CE QUE L’ON PEUT MONTRER

Elias GAMA

Accorder une place au regardeur au sein de l’oeuvre répond à l’exigence de la faire descendre de quelques marches et, en même temps, de permettre à ce dernier de se passer du choix entre une activité douteuse et une passivité impossible à l’égard de l’oeuvre, lui permettant ainsi de s’élever à sa propre hauteur. Je propose par là une mise à niveau par la spatialisation du langage. Le langage, étant pour moi le matériau de l’art, est mis en espace par des procédés divers.

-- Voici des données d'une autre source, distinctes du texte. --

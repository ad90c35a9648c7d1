use crate::config::types::{ApiConfig, Config, CrawlConfig, WorkflowConfig};
use crate::ConfigError;
use url::Url;

/// Validates the entire configuration
pub fn validate(config: &Config) -> Result<(), ConfigError> {
    validate_api_config(&config.api)?;
    validate_crawl_config(&config.crawl)?;
    validate_workflow_config(&config.workflow)?;
    Ok(())
}

/// Validates backend connection configuration
fn validate_api_config(config: &ApiConfig) -> Result<(), ConfigError> {
    let url = Url::parse(&config.base_url)
        .map_err(|e| ConfigError::InvalidUrl(format!("Invalid base_url: {}", e)))?;

    if url.scheme() != "http" && url.scheme() != "https" {
        return Err(ConfigError::Validation(format!(
            "base_url must use http or https, got '{}'",
            url.scheme()
        )));
    }

    if config.chatbot_id.is_empty() {
        return Err(ConfigError::Validation(
            "chatbot_id cannot be empty".to_string(),
        ));
    }

    if config.token_path.is_empty() {
        return Err(ConfigError::Validation(
            "token_path cannot be empty".to_string(),
        ));
    }

    if config.request_timeout_ms < 1000 {
        return Err(ConfigError::Validation(format!(
            "request_timeout_ms must be >= 1000ms, got {}ms",
            config.request_timeout_ms
        )));
    }

    Ok(())
}

/// Validates a crawl job configuration
pub fn validate_crawl_config(config: &CrawlConfig) -> Result<(), ConfigError> {
    if !is_valid_target_url(&config.target_url) {
        return Err(ConfigError::InvalidUrl(format!(
            "target_url must be an absolute http(s) URL, got '{}'",
            config.target_url
        )));
    }

    if config.depth < 1 {
        return Err(ConfigError::Validation(format!(
            "depth must be >= 1, got {}",
            config.depth
        )));
    }

    if config.limit < 1 {
        return Err(ConfigError::Validation(format!(
            "limit must be >= 1, got {}",
            config.limit
        )));
    }

    if config.content_types.is_empty() {
        return Err(ConfigError::Validation(
            "content_types must name at least one type".to_string(),
        ));
    }

    for (i, ct) in config.content_types.iter().enumerate() {
        if config.content_types[..i].contains(ct) {
            return Err(ConfigError::Validation(format!(
                "content_types contains duplicate entry '{:?}'",
                ct
            )));
        }
    }

    for pattern in &config.exclude_patterns {
        if pattern.trim().is_empty() {
            return Err(ConfigError::Validation(
                "exclude_patterns cannot contain empty patterns".to_string(),
            ));
        }
    }

    Ok(())
}

/// Validates client-side workflow configuration
fn validate_workflow_config(config: &WorkflowConfig) -> Result<(), ConfigError> {
    if config.poll_interval_ms < 250 {
        return Err(ConfigError::Validation(format!(
            "poll_interval_ms must be >= 250ms, got {}ms",
            config.poll_interval_ms
        )));
    }

    Ok(())
}

/// Checks whether a string is a usable crawl target
///
/// Accepts exactly the strings that parse as absolute URLs with an http or
/// https scheme and a host. Relative paths, bare words, and non-web schemes
/// are rejected before any network call is made.
pub fn is_valid_target_url(candidate: &str) -> bool {
    match Url::parse(candidate) {
        Ok(url) => {
            (url.scheme() == "http" || url.scheme() == "https") && url.host_str().is_some()
        }
        Err(_) => false,
    }
}

#[cfg(test)]
mod tests {
    use super::*;
    use crate::config::types::ContentType;

    fn crawl_config() -> CrawlConfig {
        CrawlConfig {
            target_url: "https://example.com".to_string(),
            depth: 2,
            limit: 50,
            content_types: vec![ContentType::Text],
            exclude_patterns: vec![],
        }
    }

    #[test]
    fn test_is_valid_target_url() {
        assert!(is_valid_target_url("https://example.com"));
        assert!(is_valid_target_url("http://example.com/docs?page=1"));
        assert!(is_valid_target_url("https://sub.example.com/path"));

        assert!(!is_valid_target_url(""));
        assert!(!is_valid_target_url("example.com"));
        assert!(!is_valid_target_url("/relative/path"));
        assert!(!is_valid_target_url("not a url"));
        assert!(!is_valid_target_url("ftp://example.com"));
        assert!(!is_valid_target_url("mailto:user@example.com"));
    }

    #[test]
    fn test_valid_crawl_config() {
        assert!(validate_crawl_config(&crawl_config()).is_ok());
    }

    #[test]
    fn test_crawl_config_rejects_bad_target() {
        let mut config = crawl_config();
        config.target_url = "example.com".to_string();
        assert!(matches!(
            validate_crawl_config(&config),
            Err(ConfigError::InvalidUrl(_))
        ));
    }

    #[test]
    fn test_crawl_config_rejects_zero_depth() {
        let mut config = crawl_config();
        config.depth = 0;
        assert!(matches!(
            validate_crawl_config(&config),
            Err(ConfigError::Validation(_))
        ));
    }

    #[test]
    fn test_crawl_config_rejects_zero_limit() {
        let mut config = crawl_config();
        config.limit = 0;
        assert!(validate_crawl_config(&config).is_err());
    }

    #[test]
    fn test_crawl_config_rejects_empty_content_types() {
        let mut config = crawl_config();
        config.content_types = vec![];
        assert!(validate_crawl_config(&config).is_err());
    }

    #[test]
    fn test_crawl_config_rejects_duplicate_content_types() {
        let mut config = crawl_config();
        config.content_types = vec![ContentType::Text, ContentType::Pdf, ContentType::Text];
        assert!(validate_crawl_config(&config).is_err());
    }

    #[test]
    fn test_crawl_config_rejects_blank_pattern() {
        let mut config = crawl_config();
        config.exclude_patterns = vec!["*.pdf".to_string(), "  ".to_string()];
        assert!(validate_crawl_config(&config).is_err());
    }

    #[test]
    fn test_api_config_rejects_non_web_scheme() {
        let config = ApiConfig {
            base_url: "ftp://backend.example.com".to_string(),
            chatbot_id: "bot-1".to_string(),
            token_path: "/tmp/token".to_string(),
            request_timeout_ms: 30_000,
        };
        assert!(validate_api_config(&config).is_err());
    }

    #[test]
    fn test_api_config_rejects_short_timeout() {
        let config = ApiConfig {
            base_url: "https://backend.example.com".to_string(),
            chatbot_id: "bot-1".to_string(),
            token_path: "/tmp/token".to_string(),
            request_timeout_ms: 10,
        };
        assert!(validate_api_config(&config).is_err());
    }
}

Dans ce que je donne à voir l’horizon d’attente coïncide avec la hauteur du regard, dans cet intervalle j’installe des signes et des indices. Une feinte de 25 cm creusée sur un parquet ellipsoïdal renvoie par exemple à une pointure à un instant donné de la marche. Un palindrome est intégré à une barre verticale induisant la lecture dans les deux sens. Une bibliothèque épouse l’inclinaison des livres qu’elle abrite. 

Bien que je ne fasse pas recours aux curiosités didactiques pour atteindre un plan horizontal, je dispose mon travail pour être performé mentalement, il est le substrat de la rêverie de chacun, un repère qui n’est affirmation que dès lors qu’elle mesure ses interlocuteurs.